The Torah portion of Devarim is invariably read on the Shabbos that precedes the Ninth of Av, the day that commemorates the destruction of the first and second Beis HaMikdash. This Shabbos is known as Shabbos Chazon , because the first word of its Haftorah is chazon, “vision” — the calamitous vision beheld by the prophet Yeshayahu.

Conversely, the illustrious Rabbi Levi Yitzchak of Berditchev explains1 that this Shabbos is known as Shabbos Chazon because on this day “every Jew is granted a vision from afar of the future Beis HaMikdash.”

How are we to reconcile these seemingly opposite interpretations of the “vision” of Shabbos Chazon ?

Let us first mention a more general question regarding the destruction of the Beis HaMikdash:

The law states2 that it is forbidden to demolish even a small section of the Beis HaMikdash if it is done in a destructive manner. And surely it is forbidden to destroy the entire Beis HaMikdash.3

Since G-d is bound, as it were, by the same commandments that He gave the Jewish people,4 how could He have permitted the destruction of the Beis HaMikdash, especially as this was done at His behest?5

If the Jewish people were not worthy of the Beis HaMikdash, He could simply have concealed it, as He did the Mishkan.6

The only time that destruction of a part of the Beis HaMikdash, or even a synagogue, is permitted is when the purpose is to rectify the structure and rebuild it in the same place.7

We must perforce say that the reason for the destruction of the Beis HaMikdash was in order to replace it with an even more splendid edifice. Thus we find in the Midrash8 that the destruction of the Beis HaMikdash was conditional on G-d rebuilding it, so that the very act of destruction was in fact a part of the rebuilding process.9

This leads to a wondrous conclusion regarding the destruction of the first Beis HaMikdash, and surely with regard to the second:

The construction of the third Beis HaMikdash is not something that will begin in the Time to Come. Rather, it began immediately upon the destruction of the second Beis HaMikdash.
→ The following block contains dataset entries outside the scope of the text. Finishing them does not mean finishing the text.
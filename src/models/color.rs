//! Color types: the raw catalog record and the resolved color.

use serde::{Deserialize, Serialize};

/// A color record as authored in the color catalog.
///
/// Only `name` and `fill` are required. The abbreviation falls back to the
/// first character of the name and the colorblind fill falls back to `fill`.
#[derive(Debug, Clone, Default, Serialize, Deserialize, PartialEq, Eq)]
#[serde(rename_all = "camelCase", deny_unknown_fields)]
pub struct ColorSpec {
    pub name: String,
    #[serde(skip_serializing_if = "Option::is_none", default)]
    pub abbreviation: Option<String>,
    pub fill: String,
    #[serde(skip_serializing_if = "Option::is_none", default)]
    pub fill_colorblind: Option<String>,
}

/// A fully resolved color.
///
/// `abbreviation` is a single uppercase character and both fills are non-empty.
#[derive(Debug, Clone, Serialize, Deserialize, PartialEq, Eq, Hash)]
#[serde(rename_all = "camelCase")]
pub struct Color {
    pub name: String,
    pub abbreviation: String,
    pub fill: String,
    pub fill_colorblind: String,
}

impl Color {
    /// Convenience constructor, mostly used to build synthetic registries.
    pub fn new(
        name: impl Into<String>,
        abbreviation: impl Into<String>,
        fill: impl Into<String>,
        fill_colorblind: impl Into<String>,
    ) -> Self {
        Self {
            name: name.into(),
            abbreviation: abbreviation.into(),
            fill: fill.into(),
            fill_colorblind: fill_colorblind.into(),
        }
    }
}
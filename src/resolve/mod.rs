//! Catalog resolution - turning raw catalog records into registries
//!
//! Colors are resolved first; suits are then resolved against any
//! [`ColorLookup`](crate::registry::ColorLookup), usually the resulting
//! [`ColorRegistry`](crate::registry::ColorRegistry).

mod abbreviation;
mod clue_colors;
mod colors;
mod error;
mod fill;
mod suits;

// Re-export public API
pub use clue_colors::{resolve_clue_colors, SpecialKinds};
pub use colors::resolve_colors;
pub use error::{AbbreviationProblem, ColorError, SuitError};
pub use fill::{resolve_fill, Fill};
pub use suits::{resolve_suit, resolve_suits};
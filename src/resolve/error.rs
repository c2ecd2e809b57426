//! Error types for catalog resolution

use std::fmt;

use thiserror::Error;

/// Why an abbreviation was rejected.
#[derive(Debug, Clone, Copy, PartialEq, Eq)]
pub enum AbbreviationProblem {
    /// Not exactly one character long
    WrongLength,
    /// Differs from its own uppercase form
    NotUppercase,
    /// Collides with a reserved note word (case-insensitive)
    ReservedNote,
}

impl fmt::Display for AbbreviationProblem {
    fn fmt(&self, f: &mut fmt::Formatter<'_>) -> fmt::Result {
        match self {
            AbbreviationProblem::WrongLength => write!(f, "is not one letter long"),
            AbbreviationProblem::NotUppercase => write!(f, "is not an uppercase letter"),
            AbbreviationProblem::ReservedNote => {
                write!(f, "conflicts with a reserved note word")
            }
        }
    }
}

/// Error when resolving the suit catalog.
///
/// Any of these aborts the whole build; no partial registry is returned.
#[derive(Debug, Clone, PartialEq, Eq, Error)]
#[non_exhaustive]
pub enum SuitError {
    /// The catalog contains no records
    #[error("The suit catalog did not have any elements in it")]
    EmptyCatalog,
    /// A record has an empty name
    #[error("There is a suit with an empty name in the suit catalog (record {index})")]
    EmptyName { index: usize },
    /// The given or derived abbreviation is unusable
    #[error("The \"{suit}\" suit has an abbreviation of \"{abbreviation}\" that {problem}")]
    InvalidAbbreviation { suit: String, abbreviation: String, problem: AbbreviationProblem },
    /// An opt-in flag was written as `false`
    #[error(
        "The \"{field}\" property for the suit \"{suit}\" must be set to true. If it is intended to be false, then remove the property altogether"
    )]
    RedundantFalseFlag { suit: String, field: &'static str },
    /// An explicit clue color does not exist in the color registry
    #[error("The clue color \"{color}\" for the suit \"{suit}\" does not exist")]
    UnknownClueColor { suit: String, color: String },
    /// No clue colors given and nothing to derive them from
    #[error(
        "Failed to derive the clue colors for the \"{suit}\" suit (there is no corresponding color named \"{suit}\")"
    )]
    UnresolvableClueColors { suit: String },
    /// An explicit display name is empty
    #[error("The \"{suit}\" suit has an empty display name")]
    EmptyDisplayName { suit: String },
    /// An explicit fill is empty
    #[error("The fill property was empty for the \"{suit}\" suit; remove it to use the derived fill")]
    EmptyFill { suit: String },
    /// No fill given and nothing to derive it from
    #[error(
        "Failed to find the fill for the \"{suit}\" suit (there is no corresponding color named \"{suit}\" and this suit has no clue colors)"
    )]
    UnresolvableFill { suit: String },
    /// An explicit fill color list is empty
    #[error("The \"fillColors\" array for the suit \"{suit}\" is empty")]
    EmptyFillColors { suit: String },
    /// The pip is empty or missing on a suit other than "Unknown"
    #[error("The \"pip\" property for the suit \"{suit}\" is empty")]
    EmptyPip { suit: String },
    /// Two records would occupy the same registry key
    #[error("The suit key \"{key}\" is defined more than once")]
    DuplicateName { key: String },
}

/// Error when resolving the color catalog.
#[derive(Debug, Clone, PartialEq, Eq, Error)]
#[non_exhaustive]
pub enum ColorError {
    /// The catalog contains no records
    #[error("The color catalog did not have any elements in it")]
    EmptyCatalog,
    /// A record has an empty name
    #[error("There is a color with an empty name in the color catalog (record {index})")]
    EmptyName { index: usize },
    /// The given or derived abbreviation is unusable
    #[error("The \"{color}\" color has an abbreviation of \"{abbreviation}\" that {problem}")]
    InvalidAbbreviation { color: String, abbreviation: String, problem: AbbreviationProblem },
    /// The fill is empty
    #[error("The \"{color}\" color has an empty fill")]
    EmptyFill { color: String },
    /// An explicit colorblind fill is empty
    #[error("The \"{color}\" color has an empty \"fillColorblind\"; remove it to reuse the fill")]
    EmptyFillColorblind { color: String },
    /// Two records share a name
    #[error("The color \"{color}\" is defined more than once")]
    DuplicateName { color: String },
}
//! Validate command implementation

use std::process::ExitCode;

use crate::game_data::GameData;
use crate::registry::Registry;

use super::EXIT_SUCCESS;

/// Execute the validate command.
///
/// Resolution errors are reported before this runs; reaching it means both
/// catalogs resolved cleanly.
pub fn run_validate(data: &GameData) -> ExitCode {
    let special = data
        .suits
        .normal_suits()
        .filter(|s| s.all_clue_colors || s.no_clue_colors || s.prism)
        .count();

    println!(
        "OK: {} colors, {} suits ({} registry entries, {} with dynamic clue colors)",
        data.colors.len(),
        data.suits.normal_suits().count(),
        data.suits.len(),
        special
    );

    ExitCode::from(EXIT_SUCCESS)
}
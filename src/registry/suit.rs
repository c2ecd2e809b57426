//! Suit registry.

use std::collections::HashMap;

use crate::models::{reversed_key, Suit};

use super::traits::Registry;

/// Registry of resolved suits keyed by display key.
///
/// Keys are the suit name for normal suits and `"<name> Reversed"` for their
/// reversed counterparts. Iteration follows insertion order, which is catalog
/// order with each normal suit immediately followed by its reversed copy.
#[derive(Debug, Clone, Default, PartialEq)]
pub struct SuitRegistry {
    entries: Vec<(String, Suit)>,
    index: HashMap<String, usize>,
}

impl SuitRegistry {
    /// Create a new empty registry.
    pub fn new() -> Self {
        Self { entries: Vec::new(), index: HashMap::new() }
    }

    /// Add a suit under `key`. Returns `false` and leaves the registry
    /// untouched if the key is already taken.
    pub(crate) fn insert(&mut self, key: String, suit: Suit) -> bool {
        if self.index.contains_key(&key) {
            return false;
        }
        self.index.insert(key.clone(), self.entries.len());
        self.entries.push((key, suit));
        true
    }

    /// Iterate over `(key, suit)` pairs in insertion order.
    pub fn iter(&self) -> impl Iterator<Item = (&str, &Suit)> {
        self.entries.iter().map(|(key, suit)| (key.as_str(), suit))
    }

    /// Iterate over the normal (non-reversed) suits in catalog order.
    pub fn normal_suits(&self) -> impl Iterator<Item = &Suit> {
        self.entries.iter().map(|(_, suit)| suit).filter(|suit| !suit.reversed)
    }

    /// Look up the reversed counterpart of the suit called `name`.
    pub fn reversed_of(&self, name: &str) -> Option<&Suit> {
        self.get(&reversed_key(name))
    }
}

impl Registry<Suit> for SuitRegistry {
    fn get(&self, name: &str) -> Option<&Suit> {
        self.index.get(name).map(|&i| &self.entries[i].1)
    }

    fn len(&self) -> usize {
        self.entries.len()
    }

    fn names(&self) -> Box<dyn Iterator<Item = &String> + '_> {
        Box::new(self.entries.iter().map(|(key, _)| key))
    }
}
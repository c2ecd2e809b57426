//! Configuration loading and discovery for `hanabi-data.toml`
//!
//! Provides functions to find and load configuration.

use super::schema::Config;
use std::env;
use std::fs;
use std::path::{Path, PathBuf};
use thiserror::Error;

/// Name of the configuration file searched for.
pub const CONFIG_FILE_NAME: &str = "hanabi-data.toml";

/// Configuration loading error
#[derive(Debug, Error)]
#[non_exhaustive]
pub enum ConfigError {
    /// File I/O error
    #[error("Failed to read config: {0}")]
    Io(#[from] std::io::Error),
    /// TOML parsing error
    #[error("Failed to parse hanabi-data.toml: {0}")]
    Parse(#[from] toml::de::Error),
    /// Validation error
    #[error("Config validation failed:\n{}", .0.iter().map(|e| format!("  - {}", e)).collect::<Vec<_>>().join("\n"))]
    Validation(Vec<String>),
}

/// CLI arguments that can override config values
#[derive(Debug, Default, Clone)]
pub struct CliOverrides {
    /// Override the color catalog path
    pub colors: Option<PathBuf>,
    /// Override the suit catalog path
    pub suits: Option<PathBuf>,
}

/// Find hanabi-data.toml by walking up from the current working directory.
///
/// Search order:
/// 1. Walk up from current directory looking for hanabi-data.toml
/// 2. Check XDG_CONFIG_HOME/hanabi-data/hanabi-data.toml (or ~/.config/...)
pub fn find_config() -> Option<PathBuf> {
    if let Ok(cwd) = env::current_dir() {
        if let Some(path) = find_config_from(cwd) {
            return Some(path);
        }
    }

    find_xdg_config()
}

/// Find hanabi-data.toml in the XDG config directory.
pub fn find_xdg_config() -> Option<PathBuf> {
    let xdg_config = env::var("XDG_CONFIG_HOME")
        .map(PathBuf::from)
        .or_else(|_| env::var("HOME").map(|h| PathBuf::from(h).join(".config")))
        .ok()?;

    let config_path = xdg_config.join("hanabi-data").join(CONFIG_FILE_NAME);
    if config_path.exists() {
        Some(config_path)
    } else {
        None
    }
}

/// Find hanabi-data.toml by walking up from a specific directory.
pub fn find_config_from(start: PathBuf) -> Option<PathBuf> {
    let mut current = start;

    loop {
        let config_path = current.join(CONFIG_FILE_NAME);
        if config_path.exists() {
            return Some(config_path);
        }

        if !current.pop() {
            return None;
        }
    }
}

/// Load configuration.
///
/// If a path is provided, loads from that file. Otherwise, uses `find_config()`
/// to locate the config file. If no config file is found, returns the default
/// configuration (bundled catalogs, builtin note words).
pub fn load_config(path: Option<&Path>) -> Result<Config, ConfigError> {
    let config_path = match path {
        Some(p) => Some(p.to_path_buf()),
        None => find_config(),
    };

    match config_path {
        Some(p) => load_config_file(&p),
        None => Ok(default_config()),
    }
}

/// Load configuration from a specific file path.
fn load_config_file(path: &Path) -> Result<Config, ConfigError> {
    let contents = fs::read_to_string(path)?;
    let mut config: Config = toml::from_str(&contents)?;

    let errors = config.validate();
    if !errors.is_empty() {
        return Err(ConfigError::Validation(errors.into_iter().map(|e| e.to_string()).collect()));
    }

    config.base_dir = path.parent().map(Path::to_path_buf).unwrap_or_default();
    tracing::debug!(path = %path.display(), "loaded config");
    Ok(config)
}

/// Configuration used when no hanabi-data.toml is found.
///
/// Relative paths resolve against the current directory.
pub fn default_config() -> Config {
    Config { base_dir: env::current_dir().unwrap_or_default(), ..Default::default() }
}

/// Merge CLI overrides into a configuration.
///
/// CLI arguments take precedence over config file values. Relative override
/// paths are taken relative to the current directory, not the config file.
pub fn merge_cli_overrides(config: &mut Config, overrides: &CliOverrides) {
    let cwd = env::current_dir().unwrap_or_default();

    if let Some(ref colors) = overrides.colors {
        config.catalog.colors = Some(resolve_path(&cwd, colors));
    }

    if let Some(ref suits) = overrides.suits {
        config.catalog.suits = Some(resolve_path(&cwd, suits));
    }
}

/// Resolve a path relative to a base directory.
///
/// If the path is absolute, returns it unchanged.
/// If relative, joins it with the base directory.
pub fn resolve_path(base_dir: &Path, path: &Path) -> PathBuf {
    if path.is_absolute() {
        path.to_path_buf()
    } else {
        base_dir.join(path)
    }
}
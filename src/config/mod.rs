//! Configuration module
//!
//! Provides types and loading for `hanabi-data.toml`.

pub mod loader;
pub mod schema;

pub use loader::{
    load_config, merge_cli_overrides, CliOverrides, ConfigError, CONFIG_FILE_NAME,
};
pub use schema::*;
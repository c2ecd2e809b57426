//! Color catalog resolution.

use tracing::{debug, info};

use crate::models::{Color, ColorSpec};
use crate::notes::ReservedNotes;
use crate::registry::{ColorRegistry, Registry};

use super::abbreviation::{check_abbreviation, first_char};
use super::error::ColorError;

/// Build the color registry from a catalog.
///
/// Must run before suit resolution, which looks colors up by name.
pub fn resolve_colors(
    specs: &[ColorSpec],
    reserved: &ReservedNotes,
) -> Result<ColorRegistry, ColorError> {
    if specs.is_empty() {
        return Err(ColorError::EmptyCatalog);
    }

    let mut registry = ColorRegistry::new();
    for (index, spec) in specs.iter().enumerate() {
        let color = resolve_color(index, spec, reserved)?;
        debug!(color = %color.name, abbreviation = %color.abbreviation, "resolved color");
        if !registry.insert(color) {
            return Err(ColorError::DuplicateName { color: spec.name.clone() });
        }
    }

    info!(colors = registry.len(), "built color registry");
    Ok(registry)
}

fn resolve_color(
    index: usize,
    spec: &ColorSpec,
    reserved: &ReservedNotes,
) -> Result<Color, ColorError> {
    if spec.name.is_empty() {
        return Err(ColorError::EmptyName { index });
    }

    let abbreviation = spec.abbreviation.clone().unwrap_or_else(|| first_char(&spec.name));
    if let Err(problem) = check_abbreviation(&abbreviation, reserved) {
        return Err(ColorError::InvalidAbbreviation {
            color: spec.name.clone(),
            abbreviation,
            problem,
        });
    }

    if spec.fill.is_empty() {
        return Err(ColorError::EmptyFill { color: spec.name.clone() });
    }

    let fill_colorblind = match spec.fill_colorblind.as_deref() {
        Some("") => return Err(ColorError::EmptyFillColorblind { color: spec.name.clone() }),
        Some(fill_colorblind) => fill_colorblind.to_string(),
        None => spec.fill.clone(),
    };

    Ok(Color { name: spec.name.clone(), abbreviation, fill: spec.fill.clone(), fill_colorblind })
}
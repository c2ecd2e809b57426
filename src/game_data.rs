//! Startup context holding the resolved registries.
//!
//! The entry point builds a [`GameData`] once and passes it by reference to
//! whatever needs colors or suits. Nothing here is global.

use tracing::info;

use crate::catalog::{self, CatalogError};
use crate::config::Config;
use crate::models::{ColorSpec, SuitSpec};
use crate::notes::ReservedNotes;
use crate::registry::{ColorRegistry, Registry, SuitRegistry};
use crate::resolve::{resolve_colors, resolve_suits};

/// The resolved, read-only color and suit registries.
#[derive(Debug, Clone, PartialEq)]
pub struct GameData {
    pub colors: ColorRegistry,
    pub suits: SuitRegistry,
}

impl GameData {
    /// Resolve colors, then suits against those colors.
    ///
    /// Either both registries are returned or the first error is.
    pub fn build(
        colors: &[ColorSpec],
        suits: &[SuitSpec],
        reserved: &ReservedNotes,
    ) -> Result<Self, CatalogError> {
        let colors = resolve_colors(colors, reserved)?;
        let suits = resolve_suits(suits, &colors, reserved)?;
        info!(colors = colors.len(), suits = suits.len(), "game data ready");
        Ok(Self { colors, suits })
    }

    /// Build from the catalogs compiled into the crate and the builtin note words.
    pub fn bundled() -> Result<Self, CatalogError> {
        let colors = catalog::bundled_colors()?;
        let suits = catalog::bundled_suits()?;
        Self::build(&colors, &suits, &ReservedNotes::builtin())
    }

    /// Build from a configuration, falling back to the bundled catalog for any
    /// catalog path the configuration leaves unset.
    pub fn from_config(config: &Config) -> Result<Self, CatalogError> {
        let colors = match config.colors_path() {
            Some(path) => catalog::read_colors(&path)?,
            None => catalog::bundled_colors()?,
        };
        let suits = match config.suits_path() {
            Some(path) => catalog::read_suits(&path)?,
            None => catalog::bundled_suits()?,
        };
        Self::build(&colors, &suits, &config.reserved_notes())
    }
}
//! Suit types: the raw catalog record, the opt-in flag type, and the resolved suit.

use serde::{Deserialize, Serialize};

use super::color::Color;
use crate::resolve::SuitError;

/// Suffix appended to a suit name to form the registry key of its reversed variant.
pub const SUIT_REVERSED_SUFFIX: &str = " Reversed";

/// Name of the placeholder suit shown for cards whose identity is not known.
///
/// It is the only suit allowed to have an empty pip and no clue colors.
pub const UNKNOWN_SUIT_NAME: &str = "Unknown";

/// A suit record as authored in the suit catalog.
///
/// Everything except `name` may be omitted. The boolean flags are opt-in only:
/// writing `"prism": false` is rejected during resolution, omit the field instead.
#[derive(Debug, Clone, Default, Serialize, Deserialize, PartialEq, Eq)]
#[serde(rename_all = "camelCase", deny_unknown_fields)]
pub struct SuitSpec {
    pub name: String,
    #[serde(skip_serializing_if = "Option::is_none", default)]
    pub abbreviation: Option<String>,
    #[serde(skip_serializing_if = "Option::is_none", default)]
    pub clue_colors: Option<Vec<String>>,
    #[serde(skip_serializing_if = "Option::is_none", default)]
    pub display_name: Option<String>,
    #[serde(skip_serializing_if = "Option::is_none", default)]
    pub fill: Option<String>,
    #[serde(skip_serializing_if = "Option::is_none", default)]
    pub fill_colors: Option<Vec<String>>,
    #[serde(skip_serializing_if = "Option::is_none", default)]
    pub one_of_each: Option<bool>,
    #[serde(skip_serializing_if = "Option::is_none", default)]
    pub pip: Option<String>,

    #[serde(skip_serializing_if = "Option::is_none", default)]
    pub all_clue_colors: Option<bool>,
    #[serde(skip_serializing_if = "Option::is_none", default)]
    pub all_clue_ranks: Option<bool>,
    #[serde(skip_serializing_if = "Option::is_none", default)]
    pub no_clue_colors: Option<bool>,
    #[serde(skip_serializing_if = "Option::is_none", default)]
    pub no_clue_ranks: Option<bool>,
    #[serde(skip_serializing_if = "Option::is_none", default)]
    pub prism: Option<bool>,
}

impl SuitSpec {
    /// A record with only a name set.
    pub fn named(name: impl Into<String>) -> Self {
        Self { name: name.into(), ..Default::default() }
    }
}

/// Presence of an opt-in catalog flag.
///
/// Catalog flags can only assert `true`, so there is no `False` state: an
/// explicit `false` never makes it past [`OptIn::from_field`].
#[derive(Debug, Clone, Copy, PartialEq, Eq, Hash, Default)]
pub enum OptIn {
    #[default]
    Absent,
    True,
}

impl OptIn {
    /// Convert a raw catalog flag, rejecting an explicit `false`.
    pub fn from_field(suit: &str, field: &'static str, value: Option<bool>) -> Result<Self, SuitError> {
        match value {
            None => Ok(OptIn::Absent),
            Some(true) => Ok(OptIn::True),
            Some(false) => {
                Err(SuitError::RedundantFalseFlag { suit: suit.to_string(), field })
            }
        }
    }

    pub fn is_set(self) -> bool {
        self == OptIn::True
    }
}

impl From<OptIn> for bool {
    fn from(value: OptIn) -> Self {
        value.is_set()
    }
}

/// A fully resolved suit.
///
/// Two of these exist per catalog record: the normal suit and a reversed copy
/// that differs only in `reversed`.
#[derive(Debug, Clone, Serialize, Deserialize, PartialEq, Eq)]
#[serde(rename_all = "camelCase")]
pub struct Suit {
    pub name: String,
    pub abbreviation: String,
    pub clue_colors: Vec<Color>,
    pub display_name: String,
    pub fill: String,
    pub fill_colorblind: String,
    pub fill_colors: Vec<String>,
    pub one_of_each: bool,
    pub pip: String,
    pub reversed: bool,

    pub all_clue_colors: bool,
    pub all_clue_ranks: bool,
    pub no_clue_colors: bool,
    pub no_clue_ranks: bool,
    pub prism: bool,
}

impl Suit {
    /// The registry key this suit is stored under.
    pub fn key(&self) -> String {
        if self.reversed {
            reversed_key(&self.name)
        } else {
            self.name.clone()
        }
    }

    /// A copy of this suit with the reversal flag set.
    pub fn to_reversed(&self) -> Suit {
        Suit { reversed: true, ..self.clone() }
    }
}

/// Registry key of the reversed variant of the suit called `name`.
pub fn reversed_key(name: &str) -> String {
    format!("{}{}", name, SUIT_REVERSED_SUFFIX)
}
Herein lies the entire purpose of the Beis HaMikdash’s destruction: G-d desired to “rectify” it. Rather than it being an edifice built by man, and as such unable to endure, He desired for it to be built by Himself, and thus able to endure forever.

The same is true with regard to exile in general and particularly this final exile. According to our senses, the Redemption begins a long time after the start of exile. In a deeper sense, however, it started with the beginning of exile.

For the entire purpose of exile is so that our service during that time10 may bring about the elevation that comes in the era of redemption. Therefore, the first moment of exile is an integral part of the subsequent redemption.11

In light of the above, the seeming contradiction in the two interpretations of Shabbos Chazon is resolved.

Within exile itself, even in the darkest moments (just prior to the Ninth of Av), one is able to perceive the future Beis HaMikdash. This enables a Jew to overcome the difficulties and darkness of exile, so that his divine service will be of the highest order. This in turn brings down the revelation of the Third Beis HaMikdash, so that the “vision” becomes incontrovertible — the actual speedy revelation of the Third Beis HaMikdash.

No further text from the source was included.